* What you are asked to do
Give again the lines of the data from its first line through the line with "starts with the". Change nothing.

Start of Material supplied

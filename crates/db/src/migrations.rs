use sqlx::migrate::{MigrateError, Migrator};

use crate::DbPool;

pub static MIGRATOR: Migrator = sqlx::migrate!("../../migrations");

pub async fn run_pending(pool: &DbPool) -> Result<(), MigrateError> {
    MIGRATOR.run(pool).await
}

#[cfg(test)]
mod tests {
    use sqlx::Row;

    use selly_core::config::DatabaseConfig;

    use super::run_pending;
    use crate::connect;

    #[tokio::test]
    async fn migrations_create_conversation_tables() {
        let config = DatabaseConfig {
            url: "sqlite::memory:".to_string(),
            max_connections: 1,
            timeout_secs: 30,
        };
        let pool = connect(&config).await.expect("connect");
        run_pending(&pool).await.expect("run migrations");

        let count = sqlx::query(
            "SELECT COUNT(*) AS count FROM sqlite_master \
             WHERE type = 'table' AND name IN ('chat_session', 'chat_message', 'lead')",
        )
        .fetch_one(&pool)
        .await
        .expect("check tables")
        .get::<i64, _>("count");

        assert_eq!(count, 3);
        pool.close().await;
    }
}
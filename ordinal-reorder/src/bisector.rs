//! Bisection: splitting the remainder around the target's new position.

use crate::resolver::{NeighborDescriptor, without_target};
use ordinal_types::{Error, IdField, Ordered, Result, SortKey};
use tracing::debug;

/// The remainder of the snapshot, split at the target's new position.
///
/// `befores` ends with the `after` neighbor and `afters` starts with the
/// `before` neighbor; together they hold every entity except the target, in
/// their original order.
#[derive(Debug, PartialEq, Eq)]
pub struct Bisection<'a, T> {
    pub target: &'a T,
    /// Position the target will occupy once moved.
    pub target_index: usize,
    pub befores: Vec<&'a T>,
    pub afters: Vec<&'a T>,
}

impl<T> Clone for Bisection<'_, T> {
    fn clone(&self) -> Self {
        Self {
            target: self.target,
            target_index: self.target_index,
            befores: self.befores.clone(),
            afters: self.afters.clone(),
        }
    }
}

impl<T: Ordered> Bisection<'_, T> {
    /// Key the new key must exceed, if anything comes before the target.
    #[must_use]
    pub fn lower_bound(&self) -> Option<&SortKey> {
        self.befores.last().map(|entity| entity.sort_key())
    }

    /// Key the new key must stay below, if anything comes after the target.
    #[must_use]
    pub fn upper_bound(&self) -> Option<&SortKey> {
        self.afters.first().map(|entity| entity.sort_key())
    }
}

/// Splits `entities` around the position described by `neighbors`.
///
/// `neighbors` must come from [`resolve_neighbors`](crate::resolve_neighbors)
/// on the same snapshot. The lookups are repeated defensively and fail with
/// `NotFound` if the snapshot no longer matches.
pub fn bisect<'a, T: Ordered>(
    entities: &'a [T],
    neighbors: &NeighborDescriptor<'a, T>,
) -> Result<Bisection<'a, T>> {
    let target = neighbors.target;
    if entities.get(target.index).map(Ordered::id) != Some(target.entity.id()) {
        return Err(Error::NotFound {
            field: IdField::Target,
            id: target.entity.id().clone(),
        });
    }

    let mut remainder = without_target(entities, target.index);

    let bisection = match (neighbors.to_first, neighbors.after) {
        (true, _) => Bisection {
            target: target.entity,
            target_index: 0,
            befores: Vec::new(),
            afters: remainder,
        },
        (false, Some(after)) => {
            if remainder.get(after.index).map(|e| e.id()) != Some(after.entity.id()) {
                return Err(Error::NotFound {
                    field: IdField::After,
                    id: after.entity.id().clone(),
                });
            }
            // the target goes directly behind `after`
            let target_index = after.index + 1;
            let afters = remainder.split_off(target_index);
            Bisection {
                target: target.entity,
                target_index,
                befores: remainder,
                afters,
            }
        }
        (false, None) => {
            return Err(Error::validation(
                "reorder operation has neither an { afterId } nor { toFirst: true } to bisect at",
            ));
        }
    };

    debug!(
        target_id = %target.entity.id(),
        target_index = bisection.target_index,
        befores = bisection.befores.len(),
        afters = bisection.afters.len(),
        "reorder bisected"
    );

    Ok(bisection)
}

End of Material supplied

* Written response
filename crates/db/src/migrations.rs
use sqlx::migrate::{MigrateError, Migrator};

use crate::DbPool;

pub static MIGRATOR: Migrator = sqlx::migrate!("../../migrations");

pub async fn run_pending(pool: &DbPool) -> Result<(), MigrateError> {
    MIGRATOR.run(pool).await
}

#[cfg(test)]
mod tests {
    use sqlx::Row;

    use selly_core::config::DatabaseConfig;

    use super::run_pending;
    use crate::connect;

    #[tokio::test]
    async fn migrations_create_conversation_tables() {
        let config = DatabaseConfig {
            url: "sqlite::memory:".to_string(),
            max_connections: 1,
            timeout_secs: 30,
        };
        let pool = connect(&config).await.expect("connect");
        run_pending(&pool).await.expect("run migrations");

        let count = sqlx::query(
            "SELECT COUNT(*) AS count FROM sqlite_master \
             WHERE type = 'table' AND name IN ('chat_session', 'chat_message', 'lead')",
        )
        .fetch_one(&pool)
        .await
        .expect("check tables")
        .get::<i64, _>("count");

        assert_eq!(count, 3);
        pool.close().await;
    }
}
filename ordinal-reorder/src/bisector.rs
//! Bisection: splitting the remainder around the target's new position.

use crate::resolver::{NeighborDescriptor, without_target};
use ordinal_types::{Error, IdField, Ordered, Result, SortKey};
use tracing::debug;

/// The remainder of the snapshot, split at the target's new position.
///
/// `befores` ends with the `after` neighbor and `afters` starts with the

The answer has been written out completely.